- YOUR TASK
Scan the records for the word "crate". Return each line where it is found.

- SOURCE DATA
=== Section Start ===

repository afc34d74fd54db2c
use crate::error::CaseResult;
use crate::runner::assertions::{expect_key, expect_status};
use crate::runner::registry::{Severity, TestCase, TestMetadata};
use crate::runner::scope::TestScope;

pub fn cases() -> Vec<TestCase> {
    vec![TestCase {
        id: "test_api::TestBasicAPI::test_get_request",
        meta: TestMetadata {
            epic: "ReqRes API",
            feature: "Basic API Tests",
            story: "API Health Check",
            title: "Test API is accessible",
            severity: Severity::Blocker,
            tags: &["smoke"],
        },
        body: get_request,
    }]
}

fn get_request(t: &mut TestScope<'_, '_>) -> CaseResult {
    let response = t.step("Send simple GET request", |t| t.get("/users/1"))?;

    t.step("Verify API response", |_| {
        expect_status(&response, 200)?;
        expect_key(&response.json()?, "data").map(|_| ())
    })
}
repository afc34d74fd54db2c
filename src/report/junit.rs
use super::types::{Status, TestResults};
use crate::runner::state::TestRecord;
use anyhow::Result;
use quick_xml::events::{BytesDecl, BytesEnd, BytesStart, BytesText, Event};
use quick_xml::Writer;
use std::io::Cursor;
use std::path::Path;

fn seconds(ms: u64) -> String {
    (ms as f64 / 1000.0).to_string()
}

/// Generate JUnit XML report string from TestResults
pub fn generate_junit_xml(results: &TestResults) -> Result<String> {
    let mut writer = Writer::new(Cursor::new(Vec::new()));

    writer.write_event(Event::Decl(BytesDecl::new("1.0", Some("UTF-8"), None)))?;

    let total_tests = results.tests.len();
    let count = |status: Status| results.tests.iter().filter(|t| t.status == status).count();
    let failures = count(Status::Failed);
    let errors = count(Status::Broken);
    let skipped = count(Status::Skipped);
    let total_duration: u64 = results.tests.iter().map(|t| t.duration_ms.unwrap_or(0)).sum();

    let mut suites_start = BytesStart::new("testsuites");
    suites_start.push_attribute(("name", env!("CARGO_PKG_NAME")));
    suites_start.push_attribute(("tests", total_tests.to_string().as_str()));
    suites_start.push_attribute(("failures", failures.to_string().as_str()));
    suites_start.push_attribute(("errors", errors.to_string().as_str()));
    suites_start.push_attribute(("skipped", skipped.to_string().as_str()));
    suites_start.push_attribute(("time", seconds(total_duration).as_str()));
    writer.write_event(Event::Start(suites_start))?;

    // One <testsuite> per run
    let mut suite_start = BytesStart::new("testsuite");
    suite_start.push_attribute(("name", "api"));
    suite_start.push_attribute(("tests", total_tests.to_string().as_str()));
    suite_start.push_attribute(("failures", failures.to_string().as_str()));
    suite_start.push_attribute(("errors", errors.to_string().as_str()));
    suite_start.push_attribute(("skipped", skipped.to_string().as_str()));
    suite_start.push_attribute(("id", results.session_id.as_str()));
    suite_start.push_attribute(("time", seconds(total_duration).as_str()));
    suite_start.push_attribute(("timestamp", results.generated_at.as_str()));
    writer.write_event(Event::Start(suite_start))?;

    for test in &results.tests {
        write_test_case(&mut writer, test)?;
    }

    writer.write_event(Event::End(BytesEnd::new("testsuite")))?;
    writer.write_event(Event::End(BytesEnd::new("testsuites")))?;

    let result = writer.into_inner().into_inner();
    let xml = String::from_utf8(result)?;
    Ok(xml)
}

fn write_test_case<W: std::io::Write>(writer: &mut Writer<W>, test: &TestRecord) -> Result<()> {
    let mut case_start = BytesStart::new("testcase");
    // module::Class::test_name -> module.Class
    let classname = test
        .test_id
        .rsplit_once("::")
        .map(|(prefix, _)| prefix.replace("::", "."))
        .unwrap_or_default();

    case_start.push_attribute(("name", test.name.as_str()));
    case_start.push_attribute(("classname", classname.as_str()));
    case_start.push_attribute(("time", seconds(test.duration_ms.unwrap_or(0)).as_str()));

    writer.write_event(Event::Start(case_start))?;

    let element = match test.status {
        Status::Failed => Some(("failure", "AssertionError")),
        Status::Broken => Some(("error", "Error")),
        Status::Skipped => Some(("skipped", "")),
        Status::Passed => None,
    };

    if let Some((tag, kind)) = element {
        let message = test.error.as_deref().unwrap_or("Unknown error");
        let first_line = message.lines().next().unwrap_or(message);

        let mut start = BytesStart::new(tag);
        start.push_attribute(("message", first_line));
        if !kind.is_empty() {
            start.push_attribute(("type", kind));
        }
        writer.write_event(Event::Start(start))?;
        if let Some(err) = &test.error {
            writer.write_event(Event::Text(BytesText::new(err)))?;
        }
        writer.write_event(Event::End(BytesEnd::new(tag)))?;
    }

    writer.write_event(Event::End(BytesEnd::new("testcase")))?;
    Ok(())
}

/// Write report to file
pub fn write_report(results: &TestResults, output_dir: &Path) -> Result<()> {
    let xml = generate_junit_xml(results)?;
    let path = output_dir.join("junit.xml");
    std::fs::write(&path, xml)?;
    println!("JUnit report saved to: {}", path.display());
    Ok(())
}

#[cfg(test)]
mod tests {
    use super::*;
    use crate::runner::state::TestSummary;

    fn record(id: &str, status: Status, error: Option<&str>) -> TestRecord {
        TestRecord {
            test_id: id.to_string(),
            name: id.rsplit("::").next().unwrap().to_string(),
            status,
            duration_ms: Some(1500),
            error: error.map(str::to_string),
        }
    }

    #[test]
    fn test_generate_junit_xml() {
        let results = TestResults {
            session_id: "test-session".to_string(),
            tests: vec![
                record("test_users_api::TestUsersAPI::test_get_single_user", Status::Passed, None),
                record(
                    "test_users_api::TestUsersAPI::test_delete_user",
                    Status::Failed,
                    Some("assertion failed: expected status 204, got 500"),
                ),
                record(
                    "test_auth_api::TestAuthentication::test_successful_login",
                    Status::Broken,
                    Some("request failed: connection refused"),
                ),
            ],
            summary: TestSummary {
                session_id: "test-session".to_string(),
                total: 3,
                passed: 1,
                failed: 1,
                broken: 1,
                skipped: 0,
                total_duration_ms: Some(4500),
            },
            generated_at: "2023-01-01 12:00:00".to_string(),
        };

        let xml = generate_junit_xml(&results).expect("Failed to generate XML");

        assert!(xml.contains(r#"<testsuites name="reqres-tester""#));
        assert!(xml.contains(r#"tests="3""#));
        assert!(xml.contains(r#"failures="1""#));
        assert!(xml.contains(r#"errors="1""#));
        assert!(xml.contains(r#"<testcase name="test_get_single_user" classname="test_users_api.TestUsersAPI""#));
        assert!(xml.contains(r#"message="assertion failed: expected status 204, got 500""#));
        assert!(xml.contains(r#"<error message="request failed: connection refused" type="Error">"#));
    }
}
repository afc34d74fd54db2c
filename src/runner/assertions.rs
//! Expectation helpers for test bodies. Each returns an assertion failure
//! describing what was expected instead of panicking.

use crate::api::ApiResponse;
use crate::error::{CaseResult, TestFailure};
use serde_json::Value;
use std::fmt::Debug;

pub fn expect_status(response: &ApiResponse, expected: u16) -> CaseResult {
    if response.status == expected {
        return Ok(());
    }
    let mut body = response.body.clone();
    if body.len() > 500 {
        let mut cut = 500;
        while !body.is_char_boundary(cut) {
            cut -= 1;
        }
        body.truncate(cut);
        body.push_str("...");
    }
    Err(TestFailure::assertion(format!(
        "{} {}: expected status {}, got {} after {}ms\nResponse body: {}",
        response.method,
        response.url,
        expected,
        response.status,
        response.elapsed.as_millis(),
        body
    )))
}

pub fn expect_eq<T>(actual: T, expected: T, what: &str) -> CaseResult
where
    T: PartialEq + Debug,
{
    if actual == expected {
        Ok(())
    } else {
        Err(TestFailure::assertion(format!(
            "{}: expected {:?}, got {:?}",
            what, expected, actual
        )))
    }
}

pub fn expect_true(condition: bool, message: &str) -> CaseResult {
    if condition {
        Ok(())
    } else {
        Err(TestFailure::assertion(message))
    }
}

/// `value[key]`, failing when `value` is not an object holding `key`
pub fn expect_key<'v>(value: &'v Value, key: &str) -> CaseResult<&'v Value> {
    value
        .get(key)
        .ok_or_else(|| TestFailure::assertion(format!("expected key '{}' in {}", key, value)))
}

pub fn expect_keys(value: &Value, keys: &[&str]) -> CaseResult {
    for key in keys {
        expect_key(value, key)?;
    }
    Ok(())
}

pub fn expect_str<'v>(value: &'v Value, key: &str) -> CaseResult<&'v str> {
    expect_key(value, key)?
        .as_str()
        .ok_or_else(|| TestFailure::assertion(format!("expected '{}' to be a string", key)))
}

pub fn expect_array<'v>(value: &'v Value, key: &str) -> CaseResult<&'v Vec<Value>> {
    expect_key(value, key)?
        .as_array()
        .ok_or_else(|| TestFailure::assertion(format!("expected '{}' to be an array", key)))
}
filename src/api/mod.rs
pub mod client;

pub use client::{ApiClient, ApiResponse};
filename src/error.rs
use thiserror::Error;

/// Why a test phase did not pass.
///
/// Assertion failures are reported as `failed`; everything else (transport,
/// decoding, panics, setup problems) is reported as `broken`.
#[derive(Debug, Error)]
pub enum TestFailure {
    #[error("assertion failed: {0}")]
    Assertion(String),

    #[error("request failed: {0}")]
    Transport(#[from] reqwest::Error),

    #[error("invalid JSON: {0}")]
    Json(#[from] serde_json::Error),

    #[error("test panicked: {0}")]
    Panicked(String),

    #[error("setup failed: {0}")]
    Setup(String),
}

impl TestFailure {
    pub fn assertion(message: impl Into<String>) -> Self {
        TestFailure::Assertion(message.into())
    }

    pub fn is_assertion(&self) -> bool {
        matches!(self, TestFailure::Assertion(_))
    }
}

/// Errors raised while persisting report data. These never fail a test.
#[derive(Debug, Error)]
pub enum ReportError {
    #[error("I/O error writing {path}: {source}")]
    Io {
        path: String,
        #[source]
        source: std::io::Error,
    },

    #[error("serialization error: {0}")]
    Serialize(#[from] serde_json::Error),
}

pub type CaseResult<T = ()> = std::result::Result<T, TestFailure>;
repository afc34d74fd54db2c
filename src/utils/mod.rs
pub mod config;
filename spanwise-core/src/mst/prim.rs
//! Prim's algorithm over the matrix and list representations.
//!
//! Both variants grow the tree from vertex 0 and pick the next vertex with a
//! linear scan over the keys, so selection costs O(V²) regardless of the
//! representation. They differ only in how a selected vertex's neighbours
//! are visited: the matrix variant scans a full row, the list variant walks
//! the vertex's records.

use tracing::{debug, instrument};

use crate::Graph;

use super::{MstAlgorithm, MstEdge, SpanningTree, finish};

const ROOT: usize = 0;

/// Per-call scratch state: tentative keys, tree parents (with the weight of
/// the connecting edge) and membership.
struct PrimState {
    key: Vec<u64>,
    parent: Vec<Option<(usize, u32)>>,
    in_tree: Vec<bool>,
}

impl PrimState {
    fn new(vertex_count: usize) -> Self {
        let mut key = vec![u64::MAX; vertex_count];
        if let Some(root) = key.get_mut(ROOT) {
            *root = 0;
        }
        Self {
            key,
            parent: vec![None; vertex_count],
            in_tree: vec![false; vertex_count],
        }
    }

    /// Returns the vertex outside the tree with the smallest finite key.
    /// Ties go to the lowest index.
    fn select(&self) -> Option<usize> {
        let mut best: Option<(usize, u64)> = None;
        for (vertex, (&key, &in_tree)) in self.key.iter().zip(&self.in_tree).enumerate() {
            if in_tree || key == u64::MAX {
                continue;
            }
            if best.is_none_or(|(_, best_key)| key < best_key) {
                best = Some((vertex, key));
            }
        }
        best.map(|(vertex, _)| vertex)
    }

    fn admit(&mut self, vertex: usize) {
        if let Some(flag) = self.in_tree.get_mut(vertex) {
            *flag = true;
        }
    }

    fn relax(&mut self, from: usize, to: usize, weight: u32) {
        let (Some(&in_tree), Some(key)) = (self.in_tree.get(to), self.key.get_mut(to)) else {
            return;
        };
        if !in_tree && u64::from(weight) < *key {
            *key = u64::from(weight);
            if let Some(parent) = self.parent.get_mut(to) {
                *parent = Some((from, weight));
            }
        }
    }

    fn into_edges(self) -> Vec<MstEdge> {
        self.parent
            .into_iter()
            .enumerate()
            .filter_map(|(child, parent)| {
                parent.map(|(parent, weight)| MstEdge::new(parent, child, weight))
            })
            .collect()
    }
}

fn grow(graph: &Graph, mut visit: impl FnMut(&mut PrimState, usize)) -> Vec<MstEdge> {
    let vertex_count = graph.vertex_count();
    let mut state = PrimState::new(vertex_count);
    for _ in 1..vertex_count {
        let Some(vertex) = state.select() else {
            debug!("remaining vertices are unreachable from the root");
            break;
        };
        state.admit(vertex);
        visit(&mut state, vertex);
    }
    state.into_edges()
}

impl Graph {
    /// Computes a minimum spanning tree with Prim's algorithm, reading
    /// neighbours from the matrix.
    ///
    /// Edges are reported as `(parent, child)` in ascending child order. On
    /// a disconnected graph only the component of vertex 0 is spanned.
    ///
    /// # Examples
    /// ```
    /// use spanwise_core::Graph;
    ///
    /// let mut graph = Graph::new(3)?;
    /// graph.add_edge(0, 1, 4)?;
    /// graph.add_edge(0, 2, 1)?;
    /// graph.add_edge(1, 2, 2)?;
    /// let tree = graph.run_prim_matrix();
    /// assert_eq!(tree.total_weight(), 3);
    /// assert_eq!(tree.edges()[0].source(), 2);
    /// # Ok::<(), spanwise_core::GraphError>(())
    /// ```
    #[must_use]
    #[instrument(
        name = "mst.prim_matrix",
        level = "debug",
        skip(self),
        fields(vertex_count = self.vertex_count(), edge_count = self.edge_count()),
    )]
    pub fn run_prim_matrix(&self) -> SpanningTree {
        let edges = grow(self, |state, vertex| {
            for (neighbour, &weight) in self.matrix().row(vertex).iter().enumerate() {
                if weight != 0 {
                    state.relax(vertex, neighbour, weight);
                }
            }
        });
        finish(self, MstAlgorithm::PrimMatrix, edges)
    }

    /// Computes a minimum spanning tree with Prim's algorithm, walking the
    /// adjacency records of each selected vertex.
    ///
    /// Produces the same tree as [`Graph::run_prim_matrix`] unless the graph
    /// holds duplicate insertions of the same pair.
    #[must_use]
    #[instrument(
        name = "mst.prim_list",
        level = "debug",
        skip(self),
        fields(vertex_count = self.vertex_count(), edge_count = self.edge_count()),
    )]
    pub fn run_prim_list(&self) -> SpanningTree {
        let edges = grow(self, |state, vertex| {
            for record in self.neighbours(vertex) {
                state.relax(vertex, record.vertex(), record.weight());
            }
        });
        finish(self, MstAlgorithm::PrimList, edges)
    }
}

=== Section End ===

- COMPLETED TASK
use crate::error::CaseResult;
use crate::runner::assertions::{expect_key, expect_status};
use crate::runner::registry::{Severity, TestCase, TestMetadata};
use crate::runner::scope::TestScope;
use crate::runner::state::TestRecord;
    use crate::runner::state::TestSummary;
use crate::api::ApiResponse;
use crate::error::{CaseResult, TestFailure};
use crate::Graph;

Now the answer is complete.